How we use open source software to expand storage capacities
The Internet is full of superlatives and the same can be said about e-mail providers: Continually increasing numbers of users is leading to ever-larger mail quotas. In particular, providers offering services beyond the enterprise level are facing an inexorable exponential growth in storage demand due to the plethora of users. And this is causing them problems: The required capacities per user are spiraling and at the same time, they are expected to remain secure, cost-effective and performant. This can only be achieved if storage expansion is decoupled from the actual mail servers as this will then allow the mail server to grow with the number of users, and storage to scale with the storage unit per user.
Our long-standing customer, Deutsche Telekom, commissioned us to develop a flexible solution for their mail storage, similar to the one described above. They laid down two conditions for the project:
Local storage on the used server machines should be avoided which makes local large-scale caching of mail objects impossible.
Open source software (OSS) should be used wherever possible.

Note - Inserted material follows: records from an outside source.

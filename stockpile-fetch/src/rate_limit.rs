//! Client-side admission control.
//!
//! Two policies gate every outbound request and both must pass:
//!
//! 1. Minimum spacing: consecutive admissions are at least
//!    `min_spacing` apart, plus a uniform random jitter so bursts from
//!    independent processes desynchronize.
//! 2. Sliding window: at most `max_per_window` admissions within any
//!    trailing `window` interval.
//!
//! The gate only ever delays; it never rejects. Callers await
//! [`RateLimiter::admit`] and proceed when it returns.

use rand::Rng;
use std::collections::VecDeque;
use std::sync::atomic::{AtomicU64, Ordering};
use std::time::Duration;
use stockpile_core::RateLimitConfig;
use tokio::sync::Mutex;
use tokio::time::Instant;

/// Blocking admission gate shared by all provider workers.
///
/// State lives behind an async [`Mutex`] that is held across the waits,
/// so concurrent admitters queue up and each admission sees the window
/// exactly as the previous one left it.
pub struct RateLimiter {
    config: RateLimitConfig,
    state: Mutex<LimiterState>,
    admitted: AtomicU64,
}

struct LimiterState {
    /// Admission instants still inside the trailing window, oldest first.
    window: VecDeque<Instant>,
    last_admit: Option<Instant>,
}

impl RateLimiter {
    pub fn new(config: RateLimitConfig) -> Self {
        let config = RateLimitConfig {
            max_per_window: config.max_per_window.max(1),
            ..config
        };
        Self {
            config,
            state: Mutex::new(LimiterState {
                window: VecDeque::new(),
                last_admit: None,
            }),
            admitted: AtomicU64::new(0),
        }
    }

    /// Wait until a request may be issued, then record the admission.
    pub async fn admit(&self) {
        let mut state = self.state.lock().await;

        loop {
            let now = Instant::now();
            while state
                .window
                .front()
                .is_some_and(|t| now.duration_since(*t) >= self.config.window())
            {
                state.window.pop_front();
            }
            if state.window.len() < self.config.max_per_window {
                break;
            }
            // Window full: the oldest entry leaves it first.
            let wake = state.window[0] + self.config.window();
            tracing::debug!(
                in_window = state.window.len(),
                cap = self.config.max_per_window,
                "Request window full, waiting for oldest admission to expire"
            );
            tokio::time::sleep_until(wake).await;
        }

        let spacing = self.config.min_spacing() + self.jitter();
        if let Some(last) = state.last_admit {
            let elapsed = Instant::now().duration_since(last);
            if elapsed < spacing {
                tokio::time::sleep(spacing - elapsed).await;
            }
        }

        let now = Instant::now();
        state.window.push_back(now);
        state.last_admit = Some(now);
        self.admitted.fetch_add(1, Ordering::Relaxed);
    }

    /// Total admissions since construction.
    pub fn admitted_total(&self) -> u64 {
        self.admitted.load(Ordering::Relaxed)
    }

    fn jitter(&self) -> Duration {
        let max_ms = self.config.max_jitter_ms;
        if max_ms == 0 {
            return Duration::ZERO;
        }
        Duration::from_millis(rand::rng().random_range(0..=max_ms))
    }
}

Conventional shared file systems such as NFS, for example, often reach their limits here with regard to capacity, budget and performance. For this reason, we have, step by step, ascertained a bespoke two-pillared solution: The first pillar is Dovecot. This mail system currently has the greatest market penetration, is already in use at Deutsche Telekom and – as laid down by the customer – is available as open source software. Together with the customer, we chose the Ceph storage system as the second pillar of the solution to provide Dovecot with an arbitrarily scalable petabyte-capable storage system. Ceph is a storage cluster running on commercially available server hardware and is capable of storing data quantities ranging from a couple of hundred terabytes and petabytes up to even exabytes. Intelligent peer-to-peer communication ensures all data is stored redundantly and with high availability. The managed storage is based on “arbitrarily”-sized binary objects that are addressed via the object name. In addition, various standard protocols are available for accessing the objects.
We are using two protocols in our Deutsche Telekom project. The first one is RADOS. This is the native protocol and provides direct access to the objects. It is used for the standard implementations. The other protocol is CephFS, a shared file system. Together, they pave the way for an almost totally arbitrarily scalable storage volume.
Why do we use two protocols?
The Dovecot mail server has a well-functioning plug-in system for many areas. The plug-in functions can be used to implement extensions or new back-ends for storage, user databases, etc. without making any changes to Dovecot itself. Our solution involved developing a plug-in for the so-called storage API that accesses the actual mails. We used the RADOS base protocol for this as it allows direct and very low latency access to Ceph object storage devices (OSD).
The efficiency of Dovecot is due, to a large extent, to its sophisticated index and cache management. Instead of a plug-in concept, this data management is based exclusively on files in a file system (local or shared).
This is why we decided to aim initially for a hybrid solution.
The mails are stored directly in Ceph as RADOS objects.
The index and cache files are saved in CephFS.
Both are stored in the same Ceph cluster. As Ceph – unlike S3- or Swift-compatible systems – is a system with very low latency, and parallel handling of CephFS metadata is efficient, we expect good response performance. This is based on the assumption that Dovecot already aims to protect used file systems.
Details of the implementation include:
A Dovecot storage plug-in for saving e-mails as RADOS objects. It is our aim to provide this plug-in as open source software (OSS) and to keep it up to date.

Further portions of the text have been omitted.